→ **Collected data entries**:
// config-rs/src/dispatch.rs
// TOML configuration for the dispatch engine, with environment overrides

use std::fs;
use std::path::{Path, PathBuf};

use serde::{Deserialize, Serialize};

use crate::{env_var, parse_bool};

pub const DEFAULT_CONFIG_PATH: &str = "./config/dispatch.toml";

#[derive(Debug, thiserror::Error)]
pub enum ConfigError {
    #[error("Failed to read configuration {path}: {source}")]
    Read {
        path: String,
        #[source]
        source: std::io::Error,
    },

    #[error("Failed to parse configuration: {0}")]
    ParseError(String),

    #[error("Invalid configuration value: {0}")]
    InvalidValue(String),
}

/// Short device identifier: the first 8 characters of a v4 UUID.
pub fn generate_device_id() -> String {
    uuid::Uuid::new_v4().simple().to_string()[..8].to_string()
}

/// Main configuration structure
#[derive(Debug, Clone, Default, Deserialize, Serialize)]
#[serde(default)]
pub struct DispatchConfig {
    pub device: DeviceConfig,
    pub session: SessionSettings,
    pub executor: ExecutorSettings,
    pub llm: LlmSettings,
    pub remote: RemoteSettings,
    pub history: HistorySettings,
    pub logging: LoggingSettings,
}

#[derive(Debug, Clone, Deserialize, Serialize)]
#[serde(default)]
pub struct DeviceConfig {
    pub id: String,
}

impl Default for DeviceConfig {
    fn default() -> Self {
        Self {
            id: generate_device_id(),
        }
    }
}

#[derive(Debug, Clone, Deserialize, Serialize)]
#[serde(default)]
pub struct SessionSettings {
    pub safety_mode: bool,
    pub timeout_seconds: u64,
}

impl Default for SessionSettings {
    fn default() -> Self {
        Self {
            safety_mode: true,
            timeout_seconds: 60,
        }
    }
}

#[derive(Debug, Clone, Deserialize, Serialize)]
#[serde(default)]
pub struct ExecutorSettings {
    /// One of `sh`, `bash`, `powershell`, `cmd`.
    pub shell: String,
    pub poll_interval_ms: u64,
}

impl Default for ExecutorSettings {
    fn default() -> Self {
        Self {
            shell: if cfg!(windows) { "powershell" } else { "sh" }.to_string(),
            poll_interval_ms: 100,
        }
    }
}

#[derive(Debug, Clone, Deserialize, Serialize)]
#[serde(default)]
pub struct LlmSettings {
    pub api_url: String,
    pub model: String,
    pub max_retries: u32,
    pub initial_retry_delay_ms: u64,
    pub max_retry_delay_ms: u64,
    pub request_timeout_secs: u64,
    pub temperature: f32,
    pub max_tokens: u32,
    /// Only ever read from `LLM_API_KEY`.
    #[serde(skip)]
    pub api_key: Option<String>,
}

impl Default for LlmSettings {
    fn default() -> Self {
        Self {
            api_url: "https://api.openai.com/v1/chat/completions".to_string(),
            model: "gpt-4o-mini".to_string(),
            max_retries: 3,
            initial_retry_delay_ms: 1000,
            max_retry_delay_ms: 30000,
            request_timeout_secs: 60,
            temperature: 0.1,
            max_tokens: 4096,
            api_key: None,
        }
    }
}

#[derive(Debug, Clone, Deserialize, Serialize)]
#[serde(default)]
pub struct RemoteSettings {
    pub enabled: bool,
    pub database_url: Option<String>,
    pub auth_token: Option<String>,
    pub commands_path: String,
    pub results_path: String,
    pub devices_path: String,
    pub poll_interval_ms: u64,
    pub max_concurrent: usize,
}

impl Default for RemoteSettings {
    fn default() -> Self {
        Self {
            enabled: false,
            database_url: None,
            auth_token: None,
            commands_path: "commands".to_string(),
            results_path: "results".to_string(),
            devices_path: "devices".to_string(),
            poll_interval_ms: 1000,
            max_concurrent: 4,
        }
    }
}

#[derive(Debug, Clone, Deserialize, Serialize)]
#[serde(default)]
pub struct HistorySettings {
    pub ledger_path: PathBuf,
}

impl Default for HistorySettings {
    fn default() -> Self {
        Self {
            ledger_path: PathBuf::from("data/history/ledger.bin"),
        }
    }
}

#[derive(Debug, Clone, Deserialize, Serialize)]
#[serde(default)]
pub struct LoggingSettings {
    pub level: String,
    /// Directory for a daily rolling log file; console only when unset.
    pub directory: Option<PathBuf>,
    pub json: bool,
}

impl Default for LoggingSettings {
    fn default() -> Self {
        Self {
            level: "info".to_string(),
            directory: None,
            json: false,
        }
    }
}

impl DispatchConfig {
    /// Load configuration the way the binary does: `.env`, then the TOML file
    /// named by `DISPATCH_CONFIG_PATH` (missing file means defaults), then
    /// environment overrides, then validation.
    pub fn load() -> Result<Self, ConfigError> {
        Self::load_with_path(None)
    }

    /// Like [`DispatchConfig::load`], but an explicit `path` wins over
    /// `DISPATCH_CONFIG_PATH`.
    pub fn load_with_path(path: Option<&Path>) -> Result<Self, ConfigError> {
        dotenv::dotenv().ok();
        let path = match path {
            Some(path) => path.to_path_buf(),
            None => PathBuf::from(
                env_var("DISPATCH_CONFIG_PATH").unwrap_or_else(|| DEFAULT_CONFIG_PATH.to_string()),
            ),
        };
        Self::load_from(&path)
    }

    /// Load from an explicit path, applying process environment overrides.
    pub fn load_from(path: &Path) -> Result<Self, ConfigError> {
        let mut config = Self::read_file(path)?;
        config.apply_overrides(env_var);
        config.validate()?;
        Ok(config)
    }

    /// Read only the file layer. A missing file yields defaults.
    pub fn read_file(path: &Path) -> Result<Self, ConfigError> {
        if !path.exists() {
            log::info!(
                "Configuration file {} not found, using defaults",
                path.display()
            );
            return Ok(Self::default());
        }
        let contents = fs::read_to_string(path).map_err(|source| ConfigError::Read {
            path: path.display().to_string(),
            source,
        })?;
        Self::from_toml_str(&contents)
    }

    pub fn from_toml_str(contents: &str) -> Result<Self, ConfigError> {
        toml::from_str(contents).map_err(|e| ConfigError::ParseError(e.to_string()))
    }

    /// Apply environment overrides through `lookup`, which returns the value
    /// of a variable when it is set.
    pub fn apply_overrides<F>(&mut self, lookup: F)
    where
        F: Fn(&str) -> Option<String>,
    {
        if let Some(url) = lookup("LLM_API_URL") {
            self.llm.api_url = url;
        }
        if let Some(model) = lookup("LLM_MODEL") {
            self.llm.model = model;
        }
        if let Some(key) = lookup("LLM_API_KEY") {
            self.llm.api_key = Some(key);
        }
        if let Some(id) = lookup("DEVICE_ID") {
            self.device.id = id;
        }
        if let Some(raw) = lookup("DISPATCH_SAFETY_MODE") {
            match parse_bool(&raw) {
                Some(flag) => self.session.safety_mode = flag,
                None => log::warn!("Invalid DISPATCH_SAFETY_MODE {:?}, ignoring", raw),
            }
        }
        if let Some(raw) = lookup("DISPATCH_TIMEOUT_SECONDS") {
            match raw.trim().parse() {
                Ok(secs) => self.session.timeout_seconds = secs,
                Err(_) => log::warn!("Invalid DISPATCH_TIMEOUT_SECONDS {:?}, ignoring", raw),
            }
        }
        if let Some(url) = lookup("REMOTE_DATABASE_URL") {
            self.remote.database_url = Some(url);
        }
        if let Some(token) = lookup("REMOTE_AUTH_TOKEN") {
            self.remote.auth_token = Some(token);
        }
    }

    pub fn validate(&self) -> Result<(), ConfigError> {
        if self.device.id.trim().is_empty() {
            return Err(ConfigError::InvalidValue("device.id must not be empty".into()));
        }
        if self.session.timeout_seconds < 1 {
            return Err(ConfigError::InvalidValue(
                "session.timeout_seconds must be at least 1".into(),
            ));
        }
        if self.executor.poll_interval_ms < 1 {
            return Err(ConfigError::InvalidValue(
                "executor.poll_interval_ms must be at least 1".into(),
            ));
        }
        if self.remote.poll_interval_ms < 1 {
            return Err(ConfigError::InvalidValue(
                "remote.poll_interval_ms must be at least 1".into(),
            ));
        }
        if self.remote.max_concurrent < 1 {
            return Err(ConfigError::InvalidValue(
                "remote.max_concurrent must be at least 1".into(),
            ));
        }
        if self.remote.enabled
            && self
                .remote
                .database_url
                .as_deref()
                .map_or(true, |url| url.trim().is_empty())
        {
            return Err(ConfigError::InvalidValue(
                "remote.enabled requires remote.database_url".into(),
            ));
        }
        Ok(())
    }
}

#[cfg(test)]
mod tests {
    use super::*;
    use std::collections::HashMap;
    use std::io::Write;

    fn lookup(vars: &[(&str, &str)]) -> impl Fn(&str) -> Option<String> {
        let map: HashMap<String, String> = vars
            .iter()
            .map(|(k, v)| (k.to_string(), v.to_string()))
            .collect();
        move |name| map.get(name).cloned()
    }

    #[test]
    fn test_defaults() {
        let config = DispatchConfig::default();
        assert!(config.session.safety_mode);
        assert_eq!(config.session.timeout_seconds, 60);
        assert_eq!(config.executor.poll_interval_ms, 100);
        assert_eq!(config.llm.max_retries, 3);
        assert_eq!(config.remote.max_concurrent, 4);
        assert_eq!(config.remote.commands_path, "commands");
        assert_eq!(config.device.id.len(), 8);
        assert!(config.validate().is_ok());
    }

    #[test]
    fn test_partial_file_keeps_defaults() {
        let config = DispatchConfig::from_toml_str(
            r#"
            [session]
            timeout_seconds = 15

            [remote]
            enabled = true
            database_url = "https://example-db.local"
            "#,
        )
        .unwrap();
        assert_eq!(config.session.timeout_seconds, 15);
        assert!(config.session.safety_mode);
        assert_eq!(config.remote.results_path, "results");
        assert!(config.validate().is_ok());
    }

    #[test]
    fn test_missing_file_yields_defaults() {
        let dir = tempfile::tempdir().unwrap();
        let config = DispatchConfig::read_file(&dir.path().join("absent.toml")).unwrap();
        assert_eq!(config.session.timeout_seconds, 60);
    }

    #[test]
    fn test_file_is_read() {
        let mut file = tempfile::NamedTempFile::new().unwrap();
        writeln!(file, "[device]\nid = \"bench-01\"\n[executor]\nshell = \"bash\"").unwrap();
        let config = DispatchConfig::read_file(file.path()).unwrap();
        assert_eq!(config.device.id, "bench-01");
        assert_eq!(config.executor.shell, "bash");
    }

    #[test]
    fn test_malformed_file_is_a_parse_error() {
        let err = DispatchConfig::from_toml_str("[session\ntimeout_seconds = ").unwrap_err();
        assert!(matches!(err, ConfigError::ParseError(_)));
    }

    #[test]
    fn test_env_overrides_win() {
        let mut config = DispatchConfig::default();
        config.apply_overrides(lookup(&[
            ("DEVICE_ID", "abc12345"),
            ("DISPATCH_SAFETY_MODE", "off"),
            ("DISPATCH_TIMEOUT_SECONDS", "5"),
            ("LLM_MODEL", "local-model"),
            ("LLM_API_KEY", "secret"),
            ("REMOTE_DATABASE_URL", "https://db.local"),
        ]));
        assert_eq!(config.device.id, "abc12345");
        assert!(!config.session.safety_mode);
        assert_eq!(config.session.timeout_seconds, 5);
        assert_eq!(config.llm.model, "local-model");
        assert_eq!(config.llm.api_key.as_deref(), Some("secret"));
        assert_eq!(config.remote.database_url.as_deref(), Some("https://db.local"));
    }

    #[test]
    fn test_invalid_overrides_are_ignored() {
        let mut config = DispatchConfig::default();
        config.apply_overrides(lookup(&[
            ("DISPATCH_SAFETY_MODE", "perhaps"),
            ("DISPATCH_TIMEOUT_SECONDS", "soon"),
        ]));
        assert!(config.session.safety_mode);
        assert_eq!(config.session.timeout_seconds, 60);
    }

    #[test]
    fn test_validation_rules() {
        let mut config = DispatchConfig::default();
        config.session.timeout_seconds = 0;
        assert!(config.validate().is_err());

        let mut config = DispatchConfig::default();
        config.remote.max_concurrent = 0;
        assert!(config.validate().is_err());

        let mut config = DispatchConfig::default();
        config.remote.enabled = true;
        assert!(matches!(config.validate(), Err(ConfigError::InvalidValue(_))));
    }

    #[test]
    fn test_api_key_is_never_read_from_file() {
        let config = DispatchConfig::from_toml_str("[llm]\napi_key = \"leaked\"").unwrap();
        assert!(config.llm.api_key.is_none());
    }
}
// orchestrator-service-rs/src/dispatch.rs
// Classify -> gate -> execute -> analyze -> report, for both origins

use std::any::Any;
use std::collections::BTreeMap;
use std::panic::AssertUnwindSafe;
use std::sync::Arc;

use async_trait::async_trait;
use chrono::Utc;
use executor::CommandRunner;
use futures::FutureExt;
use llm_service::{CodeOracle, OracleError};
use reflection::ResultAnalyzer;
use safety::{decide, decide_unattended, Decision, SafetyPolicy, UnattendedDecision};
use serde_json::{json, Map, Value};
use shared_types::{
    CommandDescriptor, Origin, RecordError, RequestOutcome, RequestRecord, SafetyLevel,
};
use tracing::{error, info, info_span, warn, Instrument};

use crate::correlator::{CorrelationError, LocalDelivery, RequestCorrelator, ResultSink};
use crate::session::{CommandHistoryEntry, Session};
use crate::status::{labels, StatusSink};

pub const CANCELLED_REASON: &str = "User cancelled dangerous operation";

/// Asks the operator whether a DANGEROUS command may run.
#[async_trait]
pub trait Confirmer: Send + Sync {
    async fn confirm(&self, descriptor: &CommandDescriptor) -> bool;
}

#[derive(Debug, thiserror::Error)]
pub enum DispatchError {
    #[error(transparent)]
    Correlation(#[from] CorrelationError),

    #[error("code generation failed: {0}")]
    Oracle(#[from] OracleError),

    #[error(transparent)]
    Record(#[from] RecordError),

    #[error("pipeline panicked: {0}")]
    Panic(String),
}

impl DispatchError {
    /// True when the request was refused at admission and never ran.
    pub fn is_refused(&self) -> bool {
        matches!(
            self,
            DispatchError::Correlation(
                CorrelationError::DuplicateId(_) | CorrelationError::MissingRemoteId
            )
        )
    }
}

// Only `dispatch_local` can build the interactive variant, so the remote
// path has no route to a confirmation prompt.
enum Gate<'a> {
    Interactive(&'a dyn Confirmer),
    Unattended,
}

/// The dispatch loop. One instance serves the local REPL and the remote
/// listener concurrently; all per-request state lives in the record.
pub struct Dispatcher {
    generator: Arc<dyn CodeOracle>,
    runner: Arc<dyn CommandRunner>,
    analyzer: ResultAnalyzer,
    correlator: Arc<RequestCorrelator>,
    status: Arc<dyn StatusSink>,
    session: Arc<Session>,
}

impl Dispatcher {
    pub fn new(
        generator: Arc<dyn CodeOracle>,
        runner: Arc<dyn CommandRunner>,
        analyzer: ResultAnalyzer,
        correlator: Arc<RequestCorrelator>,
        status: Arc<dyn StatusSink>,
        session: Arc<Session>,
    ) -> Self {
        Self {
            generator,
            runner,
            analyzer,
            correlator,
            status,
            session,
        }
    }

    pub fn session(&self) -> &Arc<Session> {
        &self.session
    }

    pub fn correlator(&self) -> &Arc<RequestCorrelator> {
        &self.correlator
    }

    /// Run a request typed at the local terminal. DANGEROUS commands are put
    /// to `confirmer` while safety mode is on.
    pub async fn dispatch_local(
        &self,
        raw_request: &str,
        confirmer: &dyn Confirmer,
    ) -> Result<RequestRecord, DispatchError> {
        let record = self.correlator.admit(raw_request, Origin::Local, None)?;
        self.run(record, Gate::Interactive(confirmer), &LocalDelivery)
            .await
    }

    /// Run a request received from the remote channel under its own id. The
    /// finished record goes to `sink`.
    pub async fn dispatch_remote(
        &self,
        raw_request: &str,
        request_id: &str,
        sink: &dyn ResultSink,
    ) -> Result<RequestRecord, DispatchError> {
        let record = self
            .correlator
            .admit(raw_request, Origin::Remote, Some(request_id))?;
        self.run(record, Gate::Unattended, sink).await
    }

    async fn run(
        &self,
        record: RequestRecord,
        gate: Gate<'_>,
        sink: &dyn ResultSink,
    ) -> Result<RequestRecord, DispatchError> {
        let span = info_span!(
            "dispatch",
            request_id = %record.request_id,
            origin = %record.origin
        );

        self.run_in_span(record, gate, sink).instrument(span).await
    }

    async fn run_in_span(
        &self,
        mut record: RequestRecord,
        gate: Gate<'_>,
        sink: &dyn ResultSink,
    ) -> Result<RequestRecord, DispatchError> {
        record.transition(RequestOutcome::Processing)?;
        self.correlator.track(&record);

        let mut extra = Map::new();
        extra.insert("current_command".into(), json!(record.raw_request));
        extra.insert("command_id".into(), json!(record.request_id));
        self.publish(labels::PROCESSING, extra).await;

        let result = AssertUnwindSafe(self.pipeline(&mut record, gate))
            .catch_unwind()
            .await;

        let outcome = match result {
            Ok(Ok(outcome)) => outcome,
            Ok(Err(err)) => {
                error!(error = %err, "dispatch failed");
                record.set_error(format!("Unexpected error during processing: {}", err))?;
                RequestOutcome::SystemError
            }
            Err(payload) => {
                let err = DispatchError::Panic(panic_message(payload.as_ref()));
                error!(error = %err, "dispatch pipeline panicked");
                record.set_error(format!("Unexpected error during processing: {}", err))?;
                RequestOutcome::SystemError
            }
        };

        self.publish(outcome.status_label(), terminal_extra(&record, outcome))
            .await;

        let completion = self.correlator.complete(&mut record, outcome, sink).await?;
        info!(
            outcome = %record.outcome,
            delivered = completion.delivered,
            "request completed"
        );
        self.session.log_record(record.clone());
        Ok(record)
    }

    /// Everything between PROCESSING and the terminal outcome. Errors and
    /// panics from here become SYSTEM_ERROR.
    async fn pipeline(
        &self,
        record: &mut RequestRecord,
        gate: Gate<'_>,
    ) -> Result<RequestOutcome, DispatchError> {
        let context = self.context(record);
        let descriptor = self.generator.generate(&record.raw_request, &context).await?;
        record.attach_descriptor(descriptor.clone())?;
        self.correlator.track(record);

        let safety_mode = self.session.safety_mode();
        let decision = match gate {
            Gate::Interactive(confirmer) => {
                match decide(descriptor.safety_level, SafetyPolicy::local(safety_mode)) {
                    Decision::RequireConfirmation => {
                        if confirmer.confirm(&descriptor).await {
                            Decision::Proceed
                        } else {
                            info!("dangerous command declined by operator");
                            record.set_error(CANCELLED_REASON)?;
                            return Ok(RequestOutcome::Cancelled);
                        }
                    }
                    other => other,
                }
            }
            Gate::Unattended => {
                let decision = decide_unattended(descriptor.safety_level);
                if decision == UnattendedDecision::Proceed
                    && descriptor.safety_level == SafetyLevel::Dangerous
                {
                    warn!("dangerous remote command runs without confirmation");
                }
                decision.into()
            }
        };

        if decision == Decision::Reject {
            warn!(safety_level = %descriptor.safety_level, "command rejected by safety gate");
            let reason = if descriptor.explanation.trim().is_empty() {
                "Command blocked for safety reasons".to_string()
            } else {
                descriptor.explanation.clone()
            };
            record.set_error(reason)?;
            return Ok(RequestOutcome::Blocked);
        }

        let report = self
            .runner
            .run(&descriptor.code, self.session.timeout_seconds())
            .await;
        let success = report.success;
        let output = report.output.clone();
        let metrics = report.metrics.clone();
        record.attach_execution(report)?;
        self.correlator.track(record);

        self.session.record_command(CommandHistoryEntry {
            timestamp: Utc::now(),
            request_id: record.request_id.clone(),
            origin: record.origin,
            request: record.raw_request.clone(),
            code: descriptor.code.clone(),
            execution_success: success,
        });

        let analysis = self
            .analyzer
            .analyze(&record.raw_request, &descriptor, success, &output, &metrics)
            .await;
        let fulfilled = analysis.request_fulfilled;
        record.attach_analysis(analysis)?;

        Ok(if success && fulfilled {
            RequestOutcome::CompletedSuccess
        } else {
            RequestOutcome::CompletedError
        })
    }

    fn context(&self, record: &RequestRecord) -> BTreeMap<String, String> {
        BTreeMap::from([
            ("timestamp".to_string(), Utc::now().to_rfc3339()),
            (
                "session_id".to_string(),
                self.session.session_id().to_string(),
            ),
            ("device_id".to_string(), self.session.device_id().to_string()),
            ("command_id".to_string(), record.request_id.clone()),
        ])
    }

    /// Publish a status snapshot. Failures are logged and otherwise ignored.
    pub async fn publish(&self, status: &str, extra: Map<String, Value>) {
        let snapshot = self.session.snapshot(status, extra);
        if let Err(err) = self.status.publish(&snapshot).await {
            warn!(status, error = %err, "status update failed");
        }
    }
}

fn terminal_extra(record: &RequestRecord, outcome: RequestOutcome) -> Map<String, Value> {
    let mut extra = Map::new();
    extra.insert("command_id".into(), json!(record.request_id));
    match outcome {
        RequestOutcome::Blocked | RequestOutcome::Cancelled => {
            extra.insert("reason".into(), json!(record.error));
        }
        RequestOutcome::SystemError => {
            extra.insert("error_message".into(), json!(record.error));
        }
        _ => {
            extra.insert("last_command".into(), json!(record.raw_request));
            extra.insert("execution_success".into(), json!(record.execution_success));
            extra.insert("request_fulfilled".into(), json!(record.request_fulfilled()));
        }
    }
    extra
}

fn panic_message(payload: &(dyn Any + Send)) -> String {
    if let Some(msg) = payload.downcast_ref::<&str>() {
        (*msg).to_string()
    } else if let Some(msg) = payload.downcast_ref::<String>() {
        msg.clone()
    } else {
        "unknown panic".to_string()
    }
}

→ **Assignment**: Retrieve each line of the data in which the word "StatusSink" can be found.

→ **Solution to this exercise**:
use crate::status::{labels, StatusSink};
    status: Arc<dyn StatusSink>,
        status: Arc<dyn StatusSink>,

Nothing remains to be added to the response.